ただし、そのような賃貸を個人の判断で勝手に行うことは出来ないことになっていますので、事前に役所等との打ち合わせによって実現されるものであるという認識はお持ちいただければと思います。
一方で、上記役所と打ち合わせが必要な許認可を前提とした施設以外にも有効に活用することが出来る方法は存在します。しかしながら、こちらはお住まいのエリアの状況によって変化するものですので、お住まいの地域での利用例を参考に検討していただきたいところではあります。
まとめ
今回の内容を簡単にまとめていきますと、まず不動産には市街化区域と市街化調整区域という二つのエリアがあるということ、そして市街化調整区域にある不動産は規制があり、売買等を行う際には都道府県知事の許可を原則として受けなければいけないことを解説させて頂きました。
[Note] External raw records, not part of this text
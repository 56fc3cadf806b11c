// Licensed to the Apache Software Foundation (ASF) under one
// or more contributor license agreements.  See the NOTICE file
// distributed with this work for additional information
// regarding copyright ownership.  The ASF licenses this file
// to you under the Apache License, Version 2.0 (the
// "License"); you may not use this file except in compliance
// with the License.  You may obtain a copy of the License at
//
//   http://www.apache.org/licenses/LICENSE-2.0
//
// Unless required by applicable law or agreed to in writing,
// software distributed under the License is distributed on an
// "AS IS" BASIS, WITHOUT WARRANTIES OR CONDITIONS OF ANY
// KIND, either express or implied.  See the License for the
// specific language governing permissions and limitations
// under the License.

//! Record assembly: folding flat (value, definition level, repetition level)
//! triples back into nested records.
//!
//! The assembler keeps a stack of open list containers, the record list at
//! the bottom. A repetition level below the maximum closes containers down to
//! that depth; the definition level then decides how deep to open new
//! containers and whether to place a value, a null, or an empty list.
//!
//! For nullable paths the target depth is derived from the definition level
//! by parity, which assumes alternating OPTIONAL/REPEATED ancestors. Schemas
//! with several consecutive OPTIONAL ancestors may fold a missing ancestor to
//! the wrong depth; resolving that requires walking the schema path per
//! level.

use crate::errors::{ParquetError, Result};
use crate::record::value::Value;

/// Assembles the triples of one column into top-level records.
///
/// For a repeated column each record is a (possibly nested) [`Value::List`];
/// for flat columns each record is the value itself, with `Null` standing in
/// at definition levels below the maximum.
pub(crate) struct RecordAssembler {
    max_def_level: u16,
    max_rep_level: u16,
    /// Whether any node on the column path is OPTIONAL. Purely-REPEATED
    /// paths place values at the full nesting depth instead of by parity.
    nullable: bool,
}

impl RecordAssembler {
    pub(crate) fn new(max_def_level: u16, max_rep_level: u16, nullable: bool) -> Self {
        Self {
            max_def_level,
            max_rep_level,
            nullable,
        }
    }

    /// Fold the parallel level/value sequences into records.
    ///
    /// `rep_levels` may be empty for non-repeated columns and `def_levels`
    /// may be empty for required paths; both default to zero. `num_values` is
    /// the triple count including nulls.
    pub(crate) fn assemble(
        &self,
        rep_levels: &[u16],
        def_levels: &[u16],
        num_values: usize,
        values: Vec<Value>,
    ) -> Result<Vec<Value>> {
        if !rep_levels.is_empty() && rep_levels.len() != num_values {
            return Err(internal_err!(
                "Repetition level count {} does not match {} values",
                rep_levels.len(),
                num_values
            ));
        }
        if !def_levels.is_empty() && def_levels.len() != num_values {
            return Err(internal_err!(
                "Definition level count {} does not match {} values",
                def_levels.len(),
                num_values
            ));
        }

        // stack of open containers; index 0 collects finished records
        let mut stack: Vec<Vec<Value>> = vec![vec![]];
        let mut next_value = values.into_iter();

        for i in 0..num_values {
            let rep = rep_levels.get(i).copied().unwrap_or(0);
            let def = def_levels.get(i).copied().unwrap_or(self.max_def_level);

            // a lower repetition level closes lists down to that depth
            if rep < self.max_rep_level {
                while stack.len() > (rep + 1) as usize {
                    close_top(&mut stack)?;
                }
            }

            // how deep this entry lives: full depth for defined values on
            // non-null paths, else inferred from the definition level parity
            let open_while = |depth: usize| {
                if self.nullable {
                    depth * 2 < (def + 1) as usize
                } else {
                    depth < (self.max_rep_level + 1) as usize
                }
            };
            while open_while(stack.len()) {
                stack.push(vec![]);
            }

            let current = stack
                .last_mut()
                .ok_or_else(|| internal_err!("Record assembly stack underflow"))?;
            if def == self.max_def_level {
                let value = next_value
                    .next()
                    .ok_or_else(|| internal_err!("Ran out of values during record assembly"))?;
                current.push(value);
            } else if self.nullable {
                // even levels mark a null ancestor, odd levels an empty list
                if def % 2 == 0 {
                    current.push(Value::Null);
                } else {
                    current.push(Value::List(vec![]));
                }
            }
        }

        while stack.len() > 1 {
            close_top(&mut stack)?;
        }
        Ok(stack.pop().unwrap_or_default())
    }
}

fn close_top(stack: &mut Vec<Vec<Value>>) -> Result<()> {
    let finished = stack
        .pop()
        .ok_or_else(|| internal_err!("Record assembly stack underflow"))?;
    let parent = stack
        .last_mut()
        .ok_or_else(|| internal_err!("Record assembly stack underflow"))?;
    parent.push(Value::List(finished));
    Ok(())
}
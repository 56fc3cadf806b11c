// Licensed to the Apache Software Foundation (ASF) under one
// or more contributor license agreements.  See the NOTICE file
// distributed with this work for additional information
// regarding copyright ownership.  The ASF licenses this file
// to you under the Apache License, Version 2.0 (the
// "License"); you may not use this file except in compliance
// with the License.  You may obtain a copy of the License at
//
//   http://www.apache.org/licenses/LICENSE-2.0
//
// Unless required by applicable law or agreed to in writing,
// software distributed under the License is distributed on an
// "AS IS" BASIS, WITHOUT WARRANTIES OR CONDITIONS OF ANY
// KIND, either express or implied.  See the License for the
// specific language governing permissions and limitations
// under the License.

//! Decoders for the Parquet page encodings.

pub(crate) mod byte_stream_split;
pub(crate) mod delta;
pub(crate) mod plain;
pub(crate) mod rle;
/// Header of a DATA_PAGE_V2.
#[derive(Debug, Clone)]
pub(crate) struct DataPageHeaderV2 {
    pub(crate) num_values: i32,
    pub(crate) num_nulls: i32,
    pub(crate) num_rows: i32,
    pub(crate) encoding: Encoding,
    pub(crate) definition_levels_byte_length: i32,
    pub(crate) repetition_levels_byte_length: i32,
    /// Whether the values section is compressed. Absent means compressed.
    pub(crate) is_compressed: bool,
}

impl DataPageHeaderV2 {
    fn read_thrift(prot: &mut ThriftSliceReader<'_>) -> Result<Self> {
        let mut num_values: Option<i32> = None;
        let mut num_nulls: Option<i32> = None;
        let mut num_rows: Option<i32> = None;
        let mut encoding: Option<Encoding> = None;
        let mut definition_levels_byte_length: Option<i32> = None;
        let mut repetition_levels_byte_length: Option<i32> = None;
        let mut is_compressed = true;
        let mut last_field_id = 0i16;
        loop {
            let field_ident = prot.read_field_begin(last_field_id)?;
            if field_ident.field_type == FieldType::Stop {
                break;
            }
            match field_ident.id {
                1 => num_values = Some(prot.read_i32()?),
                2 => num_nulls = Some(prot.read_i32()?),
                3 => num_rows = Some(prot.read_i32()?),
                4 => encoding = Some(Encoding::read_thrift(prot)?),
                5 => definition_levels_byte_length = Some(prot.read_i32()?),
                6 => repetition_levels_byte_length = Some(prot.read_i32()?),
                7 => {
                    is_compressed = field_ident
                        .bool_val
                        .ok_or_else(|| thrift_err!("is_compressed is not a boolean"))?;
                }
                _ => prot.skip(field_ident.field_type)?,
            }
            last_field_id = field_ident.id;
        }
        let Some(num_values) = num_values else {
            return Err(general_err!("Required field num_values is missing"));
        };
        let Some(num_nulls) = num_nulls else {
            return Err(general_err!("Required field num_nulls is missing"));
        };
        let Some(num_rows) = num_rows else {
            return Err(general_err!("Required field num_rows is missing"));
        };
        let Some(encoding) = encoding else {
            return Err(general_err!("Required field encoding is missing"));
        };
        let Some(definition_levels_byte_length) = definition_levels_byte_length else {
            return Err(general_err!(
                "Required field definition_levels_byte_length is missing"
            ));
        };
        let Some(repetition_levels_byte_length) = repetition_levels_byte_length else {
            return Err(general_err!(
                "Required field repetition_levels_byte_length is missing"
            ));
        };
        Ok(Self {
            num_values,
            num_nulls,
            num_rows,
            encoding,
            definition_levels_byte_length,
            repetition_levels_byte_length,
            is_compressed,
        })
    }
}

/// Header of a DICTIONARY_PAGE.
#[derive(Debug, Clone)]
pub(crate) struct DictionaryPageHeader {
    pub(crate) num_values: i32,
    pub(crate) encoding: Encoding,
}
impl<'a> ColumnChunkReader<'a> {
    pub(crate) fn new(
        descr: Arc<ColumnDescriptor>,
        chunk: Bytes,
        codec: Compression,
        codecs: &'a CodecRegistry,
        total_values: u64,
    ) -> Self {
        Self {
            descr,
            chunk,
            codec,
            codecs,
            total_values,
        }
    }

    /// Decode the pages covering records `[row_start, row_end)` of this
    /// chunk.
    ///
    /// For repeated columns decoding can only start at a page boundary, so
    /// the result may begin before `row_start`; `first_row_index` tells the
    /// caller where it actually starts. Pages past `row_end` are not read.
    pub(crate) fn read(&self, row_start: u64, row_end: u64) -> Result<ColumnChunkData> {
        let max_rep = self.descr.max_rep_level;
        let mut dictionary: Option<Vec<Value>> = None;
        let mut out = ColumnChunkData::default();
        let mut offset = 0usize;
        let mut rows_seen = 0u64;
        let mut values_seen = 0u64;
        let mut first_decoded_row: Option<u64> = None;

        while offset < self.chunk.len() && values_seen < self.total_values {
            // stop once the requested range is covered; a repeated column's
            // last in-range record may continue into the next page, so its
            // bound is one record looser
            let done = if max_rep == 0 {
                rows_seen >= row_end
            } else {
                rows_seen > row_end
            };
            if done {
                break;
            }

            let (header, header_len) = read_page_header(&self.chunk[offset..])?;
            offset += header_len;
            let body_len = header.compressed_page_size as usize;
            if offset + body_len > self.chunk.len() {
                return Err(eof_err!(
                    "Page body of {} bytes overruns the {} byte chunk",
                    body_len,
                    self.chunk.len()
                ));
            }
            let body = self.chunk.slice(offset..offset + body_len);
            offset += body_len;

            // byte-skip data pages wholly before the range; only sound for
            // non-repeated columns, where pages carry no repetition state
            let page_values = header.data_page_num_values() as u64;
            let is_data_page = matches!(
                header.page_type,
                PageType::DATA_PAGE | PageType::DATA_PAGE_V2
            );
            if is_data_page && max_rep == 0 && rows_seen + page_values <= row_start {
                rows_seen += page_values;
                values_seen += page_values;
                continue;
            }

            let Some(page) = decode_page(header, body, self.codec, self.codecs)? else {
                continue;
            };

            match page {
                Page::Dictionary {
                    buf,
                    num_values,
                    encoding,
                } => {
                    if dictionary.is_some() {
                        return Err(general_err!("Column chunk has more than one dictionary page"));
                    }
                    dictionary = Some(self.decode_dictionary(buf, num_values as usize, encoding)?);
                }
                Page::DataV1 { .. } | Page::DataV2 { .. } => {
                    if first_decoded_row.is_none() {
                        first_decoded_row = Some(rows_seen);
                    }
                    let page_rows =
                        self.decode_data_page(page, dictionary.as_ref(), &mut out)?;
                    rows_seen += page_rows;
                    values_seen += page_values;
                }
            }
        }

        out.first_row_index = first_decoded_row.unwrap_or(rows_seen);
        Ok(out)
    }

    /// Dictionary page values are PLAIN encoded regardless of the declared
    /// dictionary encoding.
    fn decode_dictionary(
        &self,
        buf: Bytes,
        num_values: usize,
        encoding: Encoding,
    ) -> Result<Vec<Value>> {
        match encoding {
            Encoding::PLAIN | Encoding::PLAIN_DICTIONARY => {}
            other => return Err(ParquetError::UnsupportedEncoding(other)),
        }
        let mut cursor = ByteCursor::new(buf);
        decode_plain(
            &mut cursor,
            self.descr.physical_type(),
            num_values,
            self.descr.type_length(),
        )
    }

    /// Decode one data page into `out`, returning the number of records it
    /// covers.
    fn decode_data_page(
        &self,
        page: Page,
        dictionary: Option<&Vec<Value>>,
        out: &mut ColumnChunkData,
    ) -> Result<u64> {
        let max_rep = self.descr.max_rep_level;
        let max_def = self.descr.max_def_level;

        let (rep, def, values, num_values) = match page {
            Page::DataV1 {
                buf,
                num_values,
                encoding,
                def_level_encoding,
                rep_level_encoding,
            } => {
                let num_values = num_values as usize;
                let mut cursor = ByteCursor::new(buf);

                let rep = if max_rep > 0 {
                    check_level_encoding(rep_level_encoding)?;
                    let section = read_level_section(&mut cursor)?;
                    let (levels, produced) = decode_levels(section, num_values, max_rep)?;
                    if produced < num_values {
                        return Err(eof_err!(
                            "Expected {} repetition levels, decoded {}",
                            num_values,
                            produced
                        ));
                    }
                    levels
                } else {
                    vec![]
                };

                let def = if max_def > 0 {
                    check_level_encoding(def_level_encoding)?;
                    let section = read_level_section(&mut cursor)?;
                    let (levels, produced) = decode_levels(section, num_values, max_def)?;
                    if produced < num_values {
                        return Err(eof_err!(
                            "Expected {} definition levels, decoded {}",
                            num_values,
                            produced
                        ));
                    }
                    levels
                } else {
                    vec![]
                };

                let num_nulls = def.iter().filter(|&&d| d < max_def).count();
                let values =
                    self.decode_values(&mut cursor, encoding, num_values - num_nulls, dictionary)?;
                (rep, def, values, num_values)
            }
            Page::DataV2 {
                buf,
                num_values,
                num_nulls,
                encoding,
                def_levels_byte_len,
                rep_levels_byte_len,
                ..
            } => {
                let num_values = num_values as usize;
                let rep_len = rep_levels_byte_len as usize;
                let def_len = def_levels_byte_len as usize;
                if rep_len + def_len > buf.len() {
                    return Err(eof_err!(
                        "Level sections of {} bytes overrun the {} byte page",
                        rep_len + def_len,
                        buf.len()
                    ));
                }

                let rep = if max_rep > 0 {
                    let (levels, produced) =
                        decode_levels(buf.slice(..rep_len), num_values, max_rep)?;
                    if produced < num_values {
                        return Err(ParquetError::LevelsByteLengthMismatch {
                            expected: num_values,
                            actual: produced,
                        });
                    }
                    levels
                } else {
                    vec![]
                };

                let def = if max_def > 0 {
                    let (levels, produced) =
                        decode_levels(buf.slice(rep_len..rep_len + def_len), num_values, max_def)?;
                    if produced < num_values {
                        return Err(ParquetError::LevelsByteLengthMismatch {
                            expected: num_values,
                            actual: produced,
                        });
                    }
                    levels
                } else {
                    vec![]
                };

                let non_null = num_values - num_nulls as usize;
                let mut cursor = ByteCursor::new(buf.slice(rep_len + def_len..));
                let values = self.decode_values(&mut cursor, encoding, non_null, dictionary)?;
                (rep, def, values, num_values)
            }
            Page::Dictionary { .. } => {
                return Err(internal_err!("Dictionary page in data page path"));
            }
        };

        let page_rows = if max_rep == 0 {
            num_values as u64
        } else {
            rep.iter().filter(|&&r| r == 0).count() as u64
        };

        out.rep_levels.extend_from_slice(&rep);
        out.def_levels.extend_from_slice(&def);
        out.values.extend(values);
        out.num_values += num_values;
        Ok(page_rows)
    }

    fn decode_values(
        &self,
        cursor: &mut ByteCursor,
        encoding: Encoding,
        num_values: usize,
        dictionary: Option<&Vec<Value>>,
    ) -> Result<Vec<Value>> {
        let physical = self.descr.physical_type();
        match encoding {
            Encoding::PLAIN => {
                decode_plain(cursor, physical, num_values, self.descr.type_length())
            }
            Encoding::PLAIN_DICTIONARY | Encoding::RLE_DICTIONARY => {
                let dictionary = dictionary.ok_or_else(|| {
                    general_err!("Data page references a dictionary but the chunk has none")
                })?;
                let bit_width = cursor.read_u8()?;
                if bit_width > 32 {
                    return Err(general_err!(
                        "Dictionary index bit width {} out of range",
                        bit_width
                    ));
                }
                let mut decoder = RleDecoder::new(bit_width);
                decoder.set_data(cursor.remaining_bytes());
                let mut indices = vec![0u32; num_values];
                let produced = decoder.get_batch(&mut indices)?;
                if produced < num_values {
                    return Err(eof_err!(
                        "Expected {} dictionary indices, decoded {}",
                        num_values,
                        produced
                    ));
                }
                indices
                    .into_iter()
                    .map(|i| {
                        dictionary.get(i as usize).cloned().ok_or_else(|| {
                            general_err!(
                                "Dictionary index {} out of bounds ({} entries)",
                                i,
                                dictionary.len()
                            )
                        })
                    })
                    .collect()
            }
            Encoding::RLE => {
                if physical != Type::BOOLEAN {
                    return Err(ParquetError::UnsupportedEncoding(Encoding::RLE));
                }
                let section = read_level_section(cursor)?;
                let mut decoder = RleDecoder::new(1);
                decoder.set_data(section);
                let mut bits = vec![0u32; num_values];
                let produced = decoder.get_batch(&mut bits)?;
                if produced < num_values {
                    return Err(eof_err!(
                        "Expected {} RLE booleans, decoded {}",
                        num_values,
                        produced
                    ));
                }
                Ok(bits.into_iter().map(|b| Value::Bool(b != 0)).collect())
            }
            Encoding::DELTA_BINARY_PACKED => {
                let mut decoder = DeltaBinaryPackedDecoder::try_new(cursor.remaining_bytes())?;
                let decoded = decoder.decode(num_values)?;
                if decoded.len() < num_values {
                    return Err(eof_err!(
                        "Delta stream declares {} values, page needs {}",
                        decoder.total_count(),
                        num_values
                    ));
                }
                match physical {
                    Type::INT32 => Ok(decoded.into_iter().map(|v| Value::Int(v as i32)).collect()),
                    Type::INT64 => Ok(decoded.into_iter().map(Value::Long).collect()),
                    _ => Err(ParquetError::UnsupportedEncoding(
                        Encoding::DELTA_BINARY_PACKED,
                    )),
                }
            }
            Encoding::BYTE_STREAM_SPLIT => {
                decode_byte_stream_split(&cursor.remaining_bytes(), physical, num_values)
            }
            other => Err(ParquetError::UnsupportedEncoding(other)),
        }
    }
}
一方で、市街化調整区域であっても、例外として都道府県知事の許可を受けなくても売買できることもあります。それは大きく分けて、建築年月日が古い場合と、条例によって規定されている場合の2点です。
市街化調整区域にある不動産を売ろうとする場合には、このように高いハードルがあるせいで、なかなか良い条件で売却することが難しいことになります。
よって、市街化調整区域を取り扱っている実績のある不動産業者に依頼をかけてみて、納得のいくまで相談してみる姿勢が大切です。